A SK Hynix estreou no mercado público dos Estados Unidos com forte valorização, iniciando suas negociações a US$ 170 por ação, cerca de 14% acima do preço de oferta de US$ 149. O desempenho marca uma das maiores aberturas recentes e reforça o interesse crescente dos investidores pelo setor de semicondutores voltados à inteligência artificial.
A empresa sul-coreana levantou aproximadamente US$ 26,5 bilhões com sua oferta pública inicial (IPO), estabelecendo um novo marco como a maior estreia de uma companhia estrangeira nos EUA. A operação incluiu a emissão de 177,9 milhões de recibos de depósito americanos (ADRs), cada um representando uma fração das ações ordinárias.
A procura pelos papéis superou amplamente a oferta disponível, com demanda cerca de sete vezes maior. Esse apetite reflete o momento positivo vivido pelos fabricantes de memória, impulsionado pela necessidade crescente de chips de alto desempenho utilizados em data centers e aplicações de IA.
A SK Hynix, fornecedora estratégica da Nvidia, busca ampliar sua capacidade produtiva para atender à expansão global da inteligência artificial. A crescente adoção de modelos avançados exige maior eficiência no processamento de dados, o que aumenta a relevância de soluções como a memória de alta largura de banda (HBM).
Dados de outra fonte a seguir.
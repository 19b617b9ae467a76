//! Knight reachability over an obstacle field

use crate::{MoveInstruction, ObstacleField, Square};
use std::collections::BTreeSet;

/// The eight knight jumps as `(df, dr)`, clockwise from up-right
pub const KNIGHT_OFFSETS: [(i8, i8); 8] = [
    (1, 2),
    (2, 1),
    (2, -1),
    (1, -2),
    (-1, -2),
    (-2, -1),
    (-2, 1),
    (-1, 2),
];

/// Knight jumps from `from` that stay on the board and avoid every obstacle
pub fn knight_instructions(from: Square, obstacles: &ObstacleField) -> Vec<MoveInstruction> {
    KNIGHT_OFFSETS
        .iter()
        .filter(|&&(df, dr)| {
            from.offset(df, dr)
                .is_some_and(|target| !obstacles.contains(target))
        })
        .map(|&(df, dr)| MoveInstruction::knight(df, dr))
        .collect()
}

/// Squares a knight on `from` can jump to, given the obstacles
pub fn valid_knight_jumps(from: Square, obstacles: &ObstacleField) -> BTreeSet<Square> {
    KNIGHT_OFFSETS
        .iter()
        .filter_map(|&(df, dr)| from.offset(df, dr))
        .filter(|target| !obstacles.contains(*target))
        .collect()
}

#[cfg(test)]
mod tests {
    use super::*;
    use crate::PieceKind;

    fn sq(name: &str) -> Square {
        name.parse().unwrap()
    }

    #[test]
    fn test_open_board() {
        let empty = ObstacleField::empty(sq("d4"));
        assert_eq!(valid_knight_jumps(sq("d4"), &empty).len(), 8);
        assert_eq!(valid_knight_jumps(sq("a1"), &empty).len(), 2);
        assert_eq!(valid_knight_jumps(sq("h8"), &empty).len(), 2);
        assert_eq!(valid_knight_jumps(sq("b1"), &empty).len(), 3);
    }

    #[test]
    fn test_obstacles_block_targets() {
        let mut field = ObstacleField::empty(sq("a1"));
        field.insert(sq("b3"), PieceKind::Rook);

        let jumps = valid_knight_jumps(sq("a1"), &field);
        assert_eq!(jumps.into_iter().collect::<Vec<_>>(), vec![sq("c2")]);

        let moves = knight_instructions(sq("a1"), &field);
        assert_eq!(moves, vec![MoveInstruction::knight(2, 1)]);

        field.insert(sq("c2"), PieceKind::Pawn);
        assert!(valid_knight_jumps(sq("a1"), &field).is_empty());
        assert!(knight_instructions(sq("a1"), &field).is_empty());
    }

    #[test]
    fn test_instructions_match_jumps() {
        let mut field = ObstacleField::empty(sq("e4"));
        field.insert(sq("f6"), PieceKind::Queen);
        field.insert(sq("c3"), PieceKind::King);

        let from_moves: BTreeSet<Square> = knight_instructions(sq("e4"), &field)
            .iter()
            .filter_map(|m| m.apply(sq("e4")))
            .collect();
        assert_eq!(from_moves, valid_knight_jumps(sq("e4"), &field));
        assert_eq!(from_moves.len(), 6);
    }
}
fn render_menu(stdout: &mut io::Stdout, app: &App, term_width: u16) -> io::Result<()> {
    let theme = &app.theme;
    render_title(stdout, theme, "BLINDFOLD CHESS", term_width)?;

    let x = term_width.saturating_sub(40) / 2;
    for (i, item) in MenuItem::ALL.iter().enumerate() {
        let y = 4 + i as u16 * 2;
        let selected = i == app.menu_selection;
        let (marker, color) = if selected {
            ("▶ ", theme.key)
        } else {
            ("  ", theme.fg)
        };
        execute!(
            stdout,
            MoveTo(x, y),
            SetForegroundColor(color),
            Print(format!("{}{}", marker, item.label()))
        )?;

        if *item == MenuItem::Walker {
            execute!(
                stdout,
                SetForegroundColor(theme.info),
                Print(format!("   ◀ {} ▶", app.difficulty))
            )?;
        }
    }

    let tip_y = 4 + MenuItem::ALL.len() as u16 * 2 + 1;
    print_centered(stdout, term_width, tip_y, theme.info, &format!("Tip: {}", app.tip))?;
    print_centered(
        stdout,
        term_width,
        tip_y + 1,
        theme.border,
        &format!("Scores: {} | Theme: {}", app.scores_backend(), theme.name),
    )?;

    Ok(())
}

fn render_zen(stdout: &mut io::Stdout, app: &App, game: &ZenGame, term_width: u16) -> io::Result<()> {
    let theme = &app.theme;
    render_title(stdout, theme, "SPEED COLORS: ZEN", term_width)?;

    print_centered(
        stdout,
        term_width,
        3,
        theme.info,
        &format!("Streak: {}   Best: {}", game.streak(), game.best_streak()),
    )?;
    print_centered(stdout, term_width, 5, theme.fg, &format!("[ {} ]", game.square()))?;

    match game.phase() {
        ZenPhase::Guessing => {
            print_centered(stdout, term_width, 7, theme.info, "White or Black?")?;
        }
        ZenPhase::Result => {
            if let Some(reveal) = game.reveal() {
                let (verdict, color) = if reveal.correct {
                    ("Correct", theme.success)
                } else {
                    ("Wrong", theme.error)
                };
                print_centered(
                    stdout,
                    term_width,
                    7,
                    color,
                    &format!("{}! {} is {}", verdict, reveal.square, reveal.color),
                )?;
                print_centered(
                    stdout,
                    term_width,
                    8,
                    theme.info,
                    &format!(
                        "Diagonals: {} and {}",
                        reveal.diagonals.rising, reveal.diagonals.falling
                    ),
                )?;

                let square = reveal.square;
                let diagonals = reveal.diagonals;
                let board_x = term_width.saturating_sub(BOARD_WIDTH) / 2;
                render_board(stdout, theme, board_x, 10, None, |s| {
                    if s == square {
                        Some(SquareMark::highlight('●', theme.highlight_bg))
                    } else if diagonals.contains(s) {
                        Some(SquareMark::glyph('·'))
                    } else {
                        None
                    }
                })?;
            }
        }
    }

    Ok(())
}

fn render_blitz(stdout: &mut io::Stdout, app: &App, game: &BlitzGame, term_width: u16) -> io::Result<()> {
    let theme = &app.theme;
    render_title(stdout, theme, "SPEED COLORS: BLITZ", term_width)?;

    match game.phase() {
        BlitzPhase::Ready => {
            print_centered(stdout, term_width, 4, theme.fg, "60 seconds. One point per square.")?;
            print_centered(stdout, term_width, 5, theme.info, "Wrong answers cost 5 seconds.")?;
            print_centered(stdout, term_width, 7, theme.key, "Press Enter to start")?;
        }
        BlitzPhase::Playing => {
            let secs = game.remaining().as_secs_f32().ceil() as u32;
            let clock_color = if secs <= 10 { theme.error } else { theme.key };
            print_centered(stdout, term_width, 3, clock_color, &format!("Time: {}", secs))?;
            print_centered(stdout, term_width, 4, theme.info, &format!("Score: {}", game.score()))?;
            print_centered(stdout, term_width, 7, theme.fg, &format!("[ {} ]", game.square()))?;
        }
        BlitzPhase::Finished => {
            print_centered(stdout, term_width, 4, theme.key, "Time!")?;
            print_centered(stdout, term_width, 6, theme.fg, &format!("Score: {}", game.score()))?;
            print_centered(stdout, term_width, 8, theme.info, "Press Enter to play again")?;
        }
    }

    Ok(())
}

/// Wave, round and lives line shared by the board games
fn render_status(
    stdout: &mut io::Stdout,
    theme: &Theme,
    wave: u32,
    round: u32,
    rounds: u32,
    lives: u32,
    term_width: u16,
) -> io::Result<()> {
    let hearts: String = "♥".repeat(lives as usize);
    print_centered(
        stdout,
        term_width,
        3,
        theme.info,
        &format!("Wave {}  Round {}/{}  {}", wave, round, rounds, hearts),
    )
}

fn render_countdown(stdout: &mut io::Stdout, app: &App, term_width: u16) -> io::Result<()> {
    let secs = app
        .phase_remaining()
        .unwrap_or(Duration::ZERO)
        .as_secs_f32()
        .ceil() as u32;
    print_centered(stdout, term_width, 8, app.theme.key, &format!("{}", secs.max(1)))
}

fn render_instruction(
    stdout: &mut io::Stdout,
    theme: &Theme,
    instruction: Option<&MoveInstruction>,
    index: usize,
    total: usize,
    term_width: u16,
) -> io::Result<()> {
    if let Some(instruction) = instruction {
        print_centered(stdout, term_width, 6, theme.info, &format!("Move {}/{}", index + 1, total))?;
        print_centered(stdout, term_width, 8, theme.key, instruction.icon())?;
        print_centered(stdout, term_width, 10, theme.fg, &instruction.describe())?;
    }
    Ok(())
}

fn render_walker(stdout: &mut io::Stdout, app: &App, game: &WalkerGame, term_width: u16) -> io::Result<()> {
    let theme = &app.theme;
    render_title(
        stdout,
        theme,
        &format!("THE WALKER ({})", game.difficulty()),
        term_width,
    )?;
    let progress = game.progress();
    render_status(
        stdout,
        theme,
        progress.wave(),
        progress.round(),
        progress.rounds_in_wave(),
        game.lives(),
        term_width,
    )?;

    let round = game.round();
    match game.phase() {
        RoundPhase::Preview | RoundPhase::Countdown => render_countdown(stdout, app, term_width)?,
        RoundPhase::StartSquare => {
            print_centered(stdout, term_width, 8, theme.fg, &format!("Start: {}", round.start))?;
        }
        RoundPhase::Instructions { index } => render_instruction(
            stdout,
            theme,
            game.current_instruction(),
            index,
            round.instructions.len(),
            term_width,
        )?,
        RoundPhase::Guessing => {
            print_centered(stdout, term_width, 5, theme.fg, "Where are you now?")?;
            let board_x = term_width.saturating_sub(BOARD_WIDTH) / 2;
            render_board(stdout, theme, board_x, 7, Some(app.cursor), |_| None)?;
        }
        RoundPhase::GameOver => render_game_over(stdout, theme, progress.wave(), term_width)?,
    }

    Ok(())
}

fn render_knight_vision(
    stdout: &mut io::Stdout,
    app: &App,
    game: &KnightVisionGame,
    term_width: u16,
) -> io::Result<()> {
    let theme = &app.theme;
    render_title(stdout, theme, "KNIGHT VISION", term_width)?;
    let progress = game.progress();
    render_status(
        stdout,
        theme,
        progress.wave(),
        progress.round(),
        progress.rounds_in_wave(),
        game.lives(),
        term_width,
    )?;

    let round = game.round();
    let board_x = term_width.saturating_sub(BOARD_WIDTH) / 2;
    match game.phase() {
        RoundPhase::Preview => {
            let secs = app.phase_remaining().unwrap_or(Duration::ZERO).as_secs_f32().ceil();
            print_centered(
                stdout,
                term_width,
                5,
                theme.error,
                &format!("Memorize the pieces! {}s", secs as u32),
            )?;
            render_board(stdout, theme, board_x, 7, None, |s| {
                round.obstacles.get(s).map(|kind| SquareMark::glyph(kind.glyph()))
            })?;
        }
        RoundPhase::Countdown => render_countdown(stdout, app, term_width)?,
        RoundPhase::StartSquare => {
            print_centered(
                stdout,
                term_width,
                8,
                theme.fg,
                &format!("Knight starts on {}", round.start),
            )?;
        }
        RoundPhase::Instructions { index } => render_instruction(
            stdout,
            theme,
            game.current_instruction(),
            index,
            round.instructions.len(),
            term_width,
        )?,
        RoundPhase::Guessing => {
            print_centered(
                stdout,
                term_width,
                5,
                theme.fg,
                &format!(
                    "Find every jump: {}/{}",
                    game.found().len(),
                    round.valid_targets.len()
                ),
            )?;
            let found = game.found();
            render_board(stdout, theme, board_x, 7, Some(app.cursor), |s| {
                found
                    .contains(&s)
                    .then(|| SquareMark::highlight('✓', theme.success))
            })?;
        }
        RoundPhase::GameOver => render_game_over(stdout, theme, progress.wave(), term_width)?,
    }

    Ok(())
}
use crate::Square;

/// Errors produced by the core engine
#[derive(Debug, Clone, PartialEq, Eq, thiserror::Error)]
pub enum CoreError {
    /// A square name that is not `a1`..`h8`
    #[error("invalid square: {0:?}")]
    InvalidSquare(String),

    /// The knight has no on-board, unoccupied jump from `square`
    #[error("knight trapped on {square}")]
    Trapped { square: Square },

    /// Every start/obstacle configuration tried produced a trapped path
    #[error("could not plan a knight round after {regenerations} regenerations")]
    RoundGenerationFailed { regenerations: usize },
}

/// Result type for core operations
pub type CoreResult<T> = Result<T, CoreError>;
Esse tipo de memória desempenha um papel essencial ao armazenar dados críticos próximos ao processador, permitindo maior velocidade de execução. Diferentemente do armazenamento tradicional, a HBM melhora significativamente o desempenho de sistemas que operam grandes volumes de dados em tempo real.
Atualmente, apenas três empresas dominam o mercado de HBM: SK Hynix, Samsung e Micron. Segundo documentos enviados à SEC, a SK Hynix lidera esse segmento com 56,4% de participação, consolidando sua posição em meio à corrida tecnológica impulsionada pela IA.
Apesar do cenário favorável, o setor de memória já demonstrou volatilidade em ciclos anteriores. "Não podemos esquecer que, há alguns anos, essas empresas de armazenamento de memórias tinham margens brutas negativas, não lucro líquido negativo, mas margens brutas negativas", explicou Patrick Moorhead, fundador e CEO da Moor Insights & Strategy.
"Eles estavam literalmente vendendo produtos abaixo do custo, e então reduziram drasticamente os investimentos de capital e... aqui estamos nós", disse ele.
A escassez global de chips, aliada ao tempo necessário para construção de novas fábricas, indica que a oferta pode seguir limitada nos próximos anos, sustentando o interesse do mercado por empresas do setor.